The smartcards chosen for the Diebold DREs were not encrypted and could be
forged by a 15-year-old in his bedroom at an equipment cost of about three
weeks' allowance, Dr. Rubin said. Anyone with a phony card could vote more
than once.
Dr. Rubin, the Hopkins students and a colleague from Rice University
posted their findings on the Internet (later in an engineering journal)
and then Dr. Rubin, who is not shy, called John Schwartz of The New York
Times, at which point, all hell broke loose.
The reaction of the voting machine industry ? especially Diebold, one of
four voting machine manufacturers ? was furious. The first comment,
besides attacking Dr. Rubin and company, was to deny there were problems.
When other studies showed the same things, the defense switched to
admitting there were problems but they had been fixed.
Diebold says the programming in the machines it sells now ? including
those to be used in Maryland ? is not the same programming the Hopkins
study looked at.
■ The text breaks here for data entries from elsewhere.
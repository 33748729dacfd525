// Copyright (c) 2025 Jonathan Fontanez
// SPDX-License-Identifier: BUSL-1.1

//! Platform bitmaps with one or more scale-factor representations.

use bytes::Bytes;
use image::codecs::png::PngEncoder;
use image::{ExtendedColorType, ImageEncoder, ImageFormat};

use crate::error::{FarProxyError, Result};
use crate::wire::{EncodedRepresentation, ImageWire};

/// One bitmap of an image at a given scale factor. Pixels are RGBA8, row-major.
#[derive(Debug, Clone, PartialEq)]
pub struct ImageRepresentation {
    pub scale_factor: f32,
    pub width: u32,
    pub height: u32,
    pub rgba: Bytes,
}

impl ImageRepresentation {
    pub fn new(scale_factor: f32, width: u32, height: u32, rgba: impl Into<Bytes>) -> Result<Self> {
        let rgba = rgba.into();
        if width == 0 || height == 0 {
            return Err(FarProxyError::InvalidImage(format!(
                "empty bitmap {}x{}",
                width, height
            )));
        }
        if !(scale_factor.is_finite() && scale_factor > 0.0) {
            return Err(FarProxyError::InvalidImage(format!(
                "invalid scale factor {}",
                scale_factor
            )));
        }
        let expected = (width as usize)
            .checked_mul(height as usize)
            .and_then(|pixels| pixels.checked_mul(4))
            .ok_or_else(|| {
                FarProxyError::InvalidImage(format!("bitmap {}x{} is too large", width, height))
            })?;
        if rgba.len() != expected {
            return Err(FarProxyError::InvalidImage(format!(
                "{}x{} RGBA bitmap needs {} bytes, got {}",
                width,
                height,
                expected,
                rgba.len()
            )));
        }
        Ok(Self {
            scale_factor,
            width,
            height,
            rgba,
        })
    }
}

/// An image made of bitmaps at distinct scale factors.
#[derive(Debug, Clone, Default, PartialEq)]
pub struct NativeImage {
    representations: Vec<ImageRepresentation>,
}

impl NativeImage {
    pub fn new() -> Self {
        Self::default()
    }

    pub fn from_rgba(scale_factor: f32, width: u32, height: u32, rgba: impl Into<Bytes>) -> Result<Self> {
        let mut image = Self::new();
        image.add_representation(ImageRepresentation::new(scale_factor, width, height, rgba)?)?;
        Ok(image)
    }

    /// Add a bitmap. Each scale factor may appear only once.
    pub fn add_representation(&mut self, representation: ImageRepresentation) -> Result<()> {
        if self.representation(representation.scale_factor).is_some() {
            return Err(FarProxyError::InvalidImage(format!(
                "duplicate representation for scale factor {}",
                representation.scale_factor
            )));
        }
        self.representations.push(representation);
        Ok(())
    }

    pub fn representations(&self) -> &[ImageRepresentation] {
        &self.representations
    }

    pub fn representation(&self, scale_factor: f32) -> Option<&ImageRepresentation> {
        self.representations
            .iter()
            .find(|r| r.scale_factor == scale_factor)
    }

    pub fn is_empty(&self) -> bool {
        self.representations.is_empty()
    }

    /// A single bitmap travels raw; several travel PNG-encoded so no scale
    /// variant is lost.
    pub(crate) fn to_wire(&self) -> Result<ImageWire> {
        if let [only] = self.representations.as_slice() {
            return Ok(ImageWire::Bitmap {
                scale_factor: only.scale_factor,
                width: only.width,
                height: only.height,
                data: only.rgba.clone(),
            });
        }

        let representations = self
            .representations
            .iter()
            .map(|r| -> Result<EncodedRepresentation> {
                Ok(EncodedRepresentation {
                    scale_factor: r.scale_factor,
                    width: r.width,
                    height: r.height,
                    png: encode_png(r)?,
                })
            })
            .collect::<Result<Vec<_>>>()?;
        Ok(ImageWire::Encoded { representations })
    }

    pub(crate) fn from_wire(wire: ImageWire) -> Result<Self> {
        let malformed = |e: FarProxyError| FarProxyError::MalformedWire(format!("image: {}", e));
        match wire {
            ImageWire::Bitmap {
                scale_factor,
                width,
                height,
                data,
            } => Self::from_rgba(scale_factor, width, height, data).map_err(malformed),
            ImageWire::Encoded { representations } => {
                let mut image = Self::new();
                for encoded in representations {
                    let representation = decode_png(encoded).map_err(malformed)?;
                    image.add_representation(representation).map_err(malformed)?;
                }
                Ok(image)
            }
        }
    }
}

fn encode_png(representation: &ImageRepresentation) -> Result<Bytes> {
    let mut png = Vec::new();
    PngEncoder::new(&mut png).write_image(
        &representation.rgba,
        representation.width,
        representation.height,
        ExtendedColorType::Rgba8,
    )?;
    Ok(Bytes::from(png))
}

fn decode_png(encoded: EncodedRepresentation) -> Result<ImageRepresentation> {
    let decoded = image::load_from_memory_with_format(&encoded.png, ImageFormat::Png)?.to_rgba8();
    if decoded.width() != encoded.width || decoded.height() != encoded.height {
        return Err(FarProxyError::InvalidImage(format!(
            "declared {}x{} but PNG is {}x{}",
            encoded.width,
            encoded.height,
            decoded.width(),
            decoded.height()
        )));
    }
    ImageRepresentation::new(
        encoded.scale_factor,
        encoded.width,
        encoded.height,
        decoded.into_raw(),
    )
}
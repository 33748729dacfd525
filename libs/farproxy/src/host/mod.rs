// Copyright (c) 2025 Jonathan Fontanez
// SPDX-License-Identifier: BUSL-1.1

//! Host side of the protocol: object retention and the verb serve loop.

pub mod endpoint;
pub mod registry;

pub use endpoint::{HostEndpoint, HostHandler, HostPusher, HostSession};
pub use registry::ObjectRegistry;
Since the programming also is proprietary and Diebold
won't show any new versions to anyone, the claims must go unverified,
which is a whole other problem.
Dr. Rubin does not believe the machines are fixable. Diebold says the
smartcards now are encrypted.
"The problems were at different levels. Some are fixable, like they used
broken encryption, but you can fix that ? put in good encryption. But
there was a very bad software engineering process that went into the
machines. It was clear looking at the code. If you have a software package
that is as bad, the answer is not to try to plug the holes and fix it
because every time you do that, you introduce new bugs. I don't think you
should try to evolve 45,000 lines of broken code into a system that's
secure. You need to start over with a more talented and experienced team.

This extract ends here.